/// Convenience result type used across themeverter.
pub type ThemeResult<T> = Result<T, ThemeverterError>;

/// Top-level error taxonomy used by the conversion APIs.
#[derive(thiserror::Error, Debug)]
pub enum ThemeverterError {
    /// A color string or component could not be interpreted as an sRGB color.
    #[error("invalid color: {0}")]
    InvalidColor(String),

    /// A token-color scope expected by an adapter is not present in the theme.
    #[error("missing scope: {0}")]
    MissingScope(String),

    /// The requested source format identifier is unknown.
    #[error("unsupported source format: {0}")]
    UnsupportedSource(String),

    /// The requested target format identifier is unknown.
    #[error("unsupported target format: {0}")]
    UnsupportedTarget(String),

    /// A structurally required value could not be resolved.
    #[error("missing required field: {0}")]
    MissingRequiredField(String),

    /// The source document does not have the shape its format requires.
    #[error("serialization error: {0}")]
    Serde(String),

    /// Wrapped lower-level error from dependencies or IO.
    #[error(transparent)]
    Other(#[from] anyhow::Error),
}

impl ThemeverterError {
    /// Build a [`ThemeverterError::InvalidColor`] value.
    pub fn invalid_color(msg: impl Into<String>) -> Self {
        Self::InvalidColor(msg.into())
    }

    /// Build a [`ThemeverterError::MissingScope`] value.
    pub fn missing_scope(scope: impl Into<String>) -> Self {
        Self::MissingScope(scope.into())
    }

    /// Build a [`ThemeverterError::UnsupportedSource`] value.
    pub fn unsupported_source(id: impl Into<String>) -> Self {
        Self::UnsupportedSource(id.into())
    }

    /// Build a [`ThemeverterError::UnsupportedTarget`] value.
    pub fn unsupported_target(id: impl Into<String>) -> Self {
        Self::UnsupportedTarget(id.into())
    }

    /// Build a [`ThemeverterError::MissingRequiredField`] value.
    pub fn missing_field(field: impl Into<String>) -> Self {
        Self::MissingRequiredField(field.into())
    }

    /// Build a [`ThemeverterError::Serde`] value.
    pub fn serde(msg: impl Into<String>) -> Self {
        Self::Serde(msg.into())
    }

    /// `true` for errors an adapter may recover from by leaving a field absent.
    pub fn is_recoverable(&self) -> bool {
        matches!(self, Self::MissingScope(_))
    }
}

#[cfg(test)]
#[path = "../../tests/unit/foundation/error.rs"]
mod tests;
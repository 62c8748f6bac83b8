use super::*;
use crate::color::codec::HexColor;
use crate::foundation::error::ThemeverterError;
use crate::scheme::model::{SchemeTemplate, VimExtension};

fn minimal() -> CanonicalScheme {
    let mut t = SchemeTemplate::named("Minimal");
    t.base.background = HexColor::parse("#000000").ok();
    t.base.normal = HexColor::parse("#ffffff").ok();
    t.base.comment = HexColor::parse("#888888").ok();
    t.into_scheme().unwrap()
}

#[test]
fn comment_group_has_gui_and_cterm_values() {
    let rec = VimFormatter.format(&minimal()).unwrap();
    let comment = rec.get("colors.Comment").unwrap();
    assert_eq!(comment["guifg"], "#888888");
    assert_eq!(comment["guibg"], "#000000");
    assert_eq!(comment["ctermfg"], 102);
    assert_eq!(comment["ctermbg"], 0);
}

#[test]
fn every_group_is_present_in_order() {
    let rec = VimFormatter.format(&minimal()).unwrap();
    let keys: Vec<_> = rec.tree()["colors"].as_object().unwrap().keys().cloned().collect();
    assert_eq!(keys, GROUPS);
    let string = rec.get("colors.String").unwrap();
    assert!(string["guifg"].is_null());
    assert_eq!(string["guibg"], "#000000");
}

#[test]
fn cursor_line_never_sets_a_foreground() {
    let mut s = minimal();
    s.base.cursor_line = HexColor::parse("#222222").ok();
    let rec = VimFormatter.format(&s).unwrap();
    let line = rec.get("colors.CursorLine").unwrap();
    assert!(line["guifg"].is_null());
    assert!(line["ctermfg"].is_null());
    assert_eq!(line["guibg"], "#222222");
    assert_eq!(line["ctermbg"], 235);
}

#[test]
fn background_comes_from_vim_namespace_then_dark_flag() {
    let mut s = minimal();
    assert_eq!(VimFormatter.format(&s).unwrap().get("background").unwrap(), "light");
    s.is_dark = true;
    assert_eq!(VimFormatter.format(&s).unwrap().get("background").unwrap(), "dark");
    s.vim = Some(VimExtension {
        background: Some(VimBackground::Light),
    });
    assert_eq!(VimFormatter.format(&s).unwrap().get("background").unwrap(), "light");
}

#[test]
fn normal_colors_are_required() {
    let mut s = minimal();
    s.base.background = None;
    assert!(matches!(
        VimFormatter.format(&s).unwrap_err(),
        ThemeverterError::MissingRequiredField(_)
    ));
}

#[test]
fn cterm_rules_mirror_gui_rules() {
    let rules = VimFormatter.rules();
    let gui = rules.iter().filter(|r| r.conversion == Conversion::Passthrough).count();
    let cterm = rules.iter().filter(|r| r.conversion == Conversion::Ansi256).count();
    assert_eq!(gui, cterm);
    assert_eq!(gui + cterm, rules.len());
}
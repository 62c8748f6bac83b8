use serde_json::{Map, Value};

use crate::foundation::error::{ThemeResult, ThemeverterError};
use crate::target::vim::GROUPS;
use crate::target::{TargetFormat, TargetRecord};
use crate::template::TemplateRenderer;

/// spotify-tui UI slots and the palette entry each one is drawn with.
const SPOTIFY_SLOTS: [(&str, &str); 14] = [
    ("active", "cyan"),
    ("banner", "green"),
    ("error_border", "red"),
    ("error_text", "brightRed"),
    ("hint", "yellow"),
    ("hovered", "magenta"),
    ("inactive", "brightBlack"),
    ("playbar_background", "black"),
    ("playbar_progress", "green"),
    ("playbar_progress_text", "brightGreen"),
    ("playbar_text", "white"),
    ("selected", "brightCyan"),
    ("text", "white"),
    ("header", "brightWhite"),
];

/// Templates shipped with themeverter, one per [`TargetFormat`].
#[derive(Debug, Clone, Copy, Default)]
pub struct BuiltinTemplates;

impl TemplateRenderer for BuiltinTemplates {
    #[tracing::instrument(skip(self, record))]
    fn render(&self, target: TargetFormat, record: &TargetRecord) -> ThemeResult<String> {
        if record.target() != target {
            return Err(ThemeverterError::serde(format!(
                "record built for {} cannot be rendered as {target}",
                record.target()
            )));
        }
        let name = single_line(record.get("name").and_then(Value::as_str).unwrap_or_default());
        let name = name.as_str();
        match target {
            TargetFormat::Alacritty => render_alacritty(name, record),
            TargetFormat::ITerm2 => render_iterm2(record),
            TargetFormat::Vim => Ok(render_vim(name, record)),
            TargetFormat::Kitty => Ok(render_kitty(name, record)),
            TargetFormat::SpotifyTui => Ok(render_spotify_tui(name, record)),
        }
    }
}

/// `s` with every control character replaced by a space, safe inside a one-line comment.
fn single_line(s: &str) -> String {
    s.chars()
        .map(|c| if c.is_control() { ' ' } else { c })
        .collect()
}

fn object<'a>(record: &'a TargetRecord, path: &str) -> ThemeResult<&'a Map<String, Value>> {
    record
        .get(path)
        .and_then(Value::as_object)
        .ok_or_else(|| {
            ThemeverterError::missing_field(format!("{} record: {path}", record.target()))
        })
}

fn render_alacritty(name: &str, record: &TargetRecord) -> ThemeResult<String> {
    let colors = object(record, "colors")?;
    let mut root = toml::Table::new();
    if let Some(table) = json_to_toml(&Value::Object(colors.clone())) {
        root.insert("colors".to_owned(), table);
    }
    let body = toml::to_string(&root)
        .map_err(|e| ThemeverterError::serde(format!("alacritty toml: {e}")))?;
    Ok(format!("# {name}\n\n{body}"))
}

/// TOML has no null; absent values are dropped.
fn json_to_toml(v: &Value) -> Option<toml::Value> {
    Some(match v {
        Value::Null => return None,
        Value::Bool(b) => toml::Value::Boolean(*b),
        Value::Number(n) => match n.as_i64() {
            Some(i) => toml::Value::Integer(i),
            None => toml::Value::Float(n.as_f64()?),
        },
        Value::String(s) => toml::Value::String(s.clone()),
        Value::Array(items) => {
            toml::Value::Array(items.iter().filter_map(json_to_toml).collect())
        }
        Value::Object(map) => toml::Value::Table(
            map.iter()
                .filter_map(|(k, v)| json_to_toml(v).map(|v| (k.clone(), v)))
                .collect(),
        ),
    })
}

fn render_iterm2(record: &TargetRecord) -> ThemeResult<String> {
    let colors = object(record, "colors")?;
    let mut dict = plist::Dictionary::new();
    for (entry, value) in colors {
        let Some(label) = value.get("title").and_then(Value::as_str) else {
            tracing::debug!(entry = entry.as_str(), "skipping untitled iterm2 entry");
            continue;
        };
        let component = |key: &str| value.get(key).and_then(Value::as_f64).unwrap_or(0.0);
        let mut color = plist::Dictionary::new();
        color.insert("Alpha Component".to_owned(), plist::Value::Real(1.0));
        color.insert("Blue Component".to_owned(), plist::Value::Real(component("blue")));
        color.insert("Color Space".to_owned(), plist::Value::String("sRGB".to_owned()));
        color.insert("Green Component".to_owned(), plist::Value::Real(component("green")));
        color.insert("Red Component".to_owned(), plist::Value::Real(component("red")));
        dict.insert(format!("{label} Color"), plist::Value::Dictionary(color));
    }
    let mut out = Vec::new();
    plist::Value::Dictionary(dict)
        .to_writer_xml(&mut out)
        .map_err(|e| ThemeverterError::serde(format!("iterm2 plist: {e}")))?;
    String::from_utf8(out).map_err(|e| ThemeverterError::serde(format!("iterm2 plist: {e}")))
}

/// Body of a Vim double-quoted string.
fn vim_string(s: &str) -> String {
    let mut out = String::with_capacity(s.len());
    for c in s.chars() {
        match c {
            '\\' => out.push_str("\\\\"),
            '"' => out.push_str("\\\""),
            '\n' => out.push_str("\\n"),
            '\r' => out.push_str("\\r"),
            '\t' => out.push_str("\\t"),
            c if c.is_control() => out.push_str(&format!("\\u{:04x}", u32::from(c))),
            c => out.push(c),
        }
    }
    out
}

/// `hi Group key=value ...`, or `None` when the group has no attribute set.
fn vim_highlight(group: &str, attrs: &Map<String, Value>) -> Option<String> {
    let parts: Vec<String> = ["guifg", "guibg", "ctermfg", "ctermbg"]
        .into_iter()
        .filter_map(|key| match attrs.get(key) {
            Some(Value::String(s)) => Some(format!("{key}={s}")),
            Some(Value::Number(n)) => Some(format!("{key}={n}")),
            _ => None,
        })
        .collect();
    (!parts.is_empty()).then(|| format!("hi {group} {}", parts.join(" ")))
}

fn render_vim(name: &str, record: &TargetRecord) -> String {
    let background = record
        .get("background")
        .and_then(Value::as_str)
        .unwrap_or("dark");
    let mut out = format!("\" Name: {name}\n\" Generated by themeverter\n\n");
    out.push_str(&format!("set background={background}\n"));
    out.push_str("hi clear\nif exists(\"syntax_on\")\n  syntax reset\nendif\n");
    out.push_str(&format!("let g:colors_name = \"{}\"\n\n", vim_string(name)));

    for group in GROUPS {
        let line = record
            .get(&format!("colors.{group}"))
            .and_then(Value::as_object)
            .and_then(|attrs| vim_highlight(group, attrs));
        if let Some(line) = line {
            out.push_str(&line);
            out.push('\n');
        }
    }
    out
}

fn render_kitty(name: &str, record: &TargetRecord) -> String {
    let mut out = format!("# {name}\n\n");
    if let Some(colors) = record.get("colors").and_then(Value::as_object) {
        for (key, value) in colors {
            if let Some(hex) = value.as_str() {
                out.push_str(&format!("{key:<22}{hex}\n"));
            }
        }
    }
    out
}

fn rgb_triple(v: &Value) -> Option<String> {
    let items = v.as_array()?;
    let parts = items
        .iter()
        .map(|c| c.as_u64().map(|c| c.to_string()))
        .collect::<Option<Vec<_>>>()?;
    (parts.len() == 3).then(|| parts.join(", "))
}

fn render_spotify_tui(name: &str, record: &TargetRecord) -> String {
    let dark = record.get("isDark").and_then(Value::as_bool).unwrap_or(false);
    let mut out = format!("# {name} ({})\n", if dark { "dark" } else { "light" });
    out.push_str("theme:\n");
    for (slot, palette) in SPOTIFY_SLOTS {
        if let Some(rgb) = record.get(&format!("theme.{palette}")).and_then(rgb_triple) {
            out.push_str(&format!("  {slot}: \"{rgb}\"\n"));
        }
    }
    out
}

#[cfg(test)]
#[path = "../../tests/unit/template/builtin.rs"]
mod tests;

____

Assigned task | In the listing above, find each line with the word "tracing" and copy it out.

Task response |
    #[tracing::instrument(skip(self, record))]
            tracing::debug!(entry = entry.as_str(), "skipping untitled iterm2 entry");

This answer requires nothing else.